5 Ways to Help Election Trauma

Our election night party kicked off with chatter and anticipation. Bowls of chips, guacamole and pico de gallo piled the coffee table, a culinary nose-thumbing toward the Republican candidate. Our guests included a ninety-six-year-old woman who cast her first vote for FDR, an African-American woman from Harlem, a woman of Turkish-Arab descent, and a 24-year-old law student. Three of us wore all white. My husband and another close male friend completed the group, all of us ready to cheer on the country’s first woman president.

By midnight one friend was in tears. Another obsessively cleaned my kitchen to drown out CNN. Yet another fled the apartment to walk my dog. The last phoned all her organizer contacts in Ohio, Michigan, and North Carolina to find out what on planet earth was happening.

This morning, in phone calls, texts and emails, we shared our feeling of numbness, stupefaction, and inability to cope with the day. I belong to half a dozen Facebook women’s writing groups. There, the word being used is “wordlessness.”

The result of this election has produced emotional shock, what psychologists call an “acute stress reaction.” It’s the emotional equivalent of medical shock, which drops your blood pressure and can be life threatening.

Emotional shock is what happens when you learn a family member has cancer, when a pet dies, or when you are fired from a job. The symptoms: You feel disoriented; you may not be able to think straight or make decisions; you can’t focus. You feel suddenly thrust into a new reality that was never “supposed” to happen. You may have physical symptoms such as insomnia, racing heartbeat, or fatigue. For those who have echoes from the past, such as a similar childhood trauma, the effects can be amplified.
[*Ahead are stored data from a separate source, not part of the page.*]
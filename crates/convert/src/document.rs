//! Rich-document model produced by conversion, and the document writer.
//!
//! The model is deliberately flat: a document is an ordered sequence of
//! paragraphs, a paragraph an ordered sequence of runs. Nested block
//! structure inside a single top-level element collapses into one paragraph.

use std::path::Path;

use serde::{Deserialize, Serialize};

use lessonforge_shared::{LessonForgeError, Result};

// ---------------------------------------------------------------------------
// Model
// ---------------------------------------------------------------------------

/// Inline formatting flags for a text run. At most one flag is set by the
/// converter; nested inline formatting is flattened, not composed.
#[derive(Debug, Clone, Copy, Default, PartialEq, Eq, Serialize, Deserialize)]
pub struct StyleFlags {
    #[serde(default, skip_serializing_if = "std::ops::Not::not")]
    pub bold: bool,
    #[serde(default, skip_serializing_if = "std::ops::Not::not")]
    pub italic: bool,
    #[serde(default, skip_serializing_if = "std::ops::Not::not")]
    pub superscript: bool,
    #[serde(default, skip_serializing_if = "std::ops::Not::not")]
    pub subscript: bool,
}

impl StyleFlags {
    pub fn bold() -> Self {
        Self {
            bold: true,
            ..Self::default()
        }
    }

    pub fn italic() -> Self {
        Self {
            italic: true,
            ..Self::default()
        }
    }

    pub fn superscript() -> Self {
        Self {
            superscript: true,
            ..Self::default()
        }
    }

    pub fn subscript() -> Self {
        Self {
            subscript: true,
            ..Self::default()
        }
    }
}

/// One inline run within a paragraph.
#[derive(Debug, Clone, PartialEq, Serialize, Deserialize)]
#[serde(tag = "kind", rename_all = "snake_case")]
pub enum Run {
    /// Styled text.
    Text {
        content: String,
        #[serde(default)]
        style: StyleFlags,
    },
    /// An embedded image with its physical print size in inches.
    Image {
        data: Vec<u8>,
        width_in: f64,
        height_in: f64,
    },
    /// Transcribed mathematical notation.
    Math { notation: String },
}

impl Run {
    /// Plain unstyled text run.
    pub fn text(content: impl Into<String>) -> Self {
        Self::Text {
            content: content.into(),
            style: StyleFlags::default(),
        }
    }

    /// Styled text run.
    pub fn styled(content: impl Into<String>, style: StyleFlags) -> Self {
        Self::Text {
            content: content.into(),
            style,
        }
    }
}

/// Ordered sequence of runs.
#[derive(Debug, Clone, Default, PartialEq, Serialize, Deserialize)]
pub struct Paragraph {
    pub runs: Vec<Run>,
}

/// The converted lesson document: a title heading plus flat paragraphs.
#[derive(Debug, Clone, Serialize, Deserialize)]
pub struct Document {
    pub title: String,
    pub paragraphs: Vec<Paragraph>,
}

// ---------------------------------------------------------------------------
// Writer
// ---------------------------------------------------------------------------

/// Serializes a document model to durable storage.
pub trait DocumentWriter: Send + Sync {
    fn write(&self, doc: &Document, path: &Path) -> Result<()>;
}

/// Writes the document model as pretty-printed JSON.
///
/// The artifact goes through a `.part` temp file and a rename, so an abrupt
/// termination never leaves a partial document under the final name.
pub struct JsonDocumentWriter;

impl DocumentWriter for JsonDocumentWriter {
    fn write(&self, doc: &Document, path: &Path) -> Result<()> {
        if let Some(parent) = path.parent() {
            if !parent.as_os_str().is_empty() {
                std::fs::create_dir_all(parent)
                    .map_err(|e| LessonForgeError::io(parent, e))?;
            }
        }

        let json = serde_json::to_vec_pretty(doc)
            .map_err(|e| LessonForgeError::Conversion(format!("serialize document: {e}")))?;

        let tmp = path.with_extension("part");
        std::fs::write(&tmp, &json).map_err(|e| LessonForgeError::io(&tmp, e))?;
        std::fs::rename(&tmp, path).map_err(|e| LessonForgeError::io(path, e))?;
        Ok(())
    }
}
Like a patient recently diagnosed, you may turn to Google for answers. With election-night trauma, instead of searching for prognoses and symptoms, you might find yourself typing, “impeachment,” or “limits on executive power.”

Here are some things experts recommend to help with emotional shock:

1. Get up and get out

Your nervous system can get “stuck” in arousal and fear. Going for a walk will help dissipate the adrenaline.

2. Calm your nerves

As most who do yoga and meditation know, you have a surprising amount of control over your own nervous system. If you know how, try mindful breathing. If this is new to you, look up “guided meditation” wherever you get your music or podcasts.

3. Take care of yourself

Today would be the day to make sure you drink enough water, eat well, and get a good night’s rest.

4. Write

For those writer friends who find themselves “wordless,” put a few sentences down on paper. I can attest from this short post, it helps.

5. Be around others

You may want to avoid this because you don’t want to talk about what just happened. That’s fine. Rehashing the news may make things worse. But a feeling of connecting with others will relieve your numbness, fear and isolation.

Both last night and this morning, everyone from our the election party said, if things were going to turn out this way, we’re glad, at least, we have each other.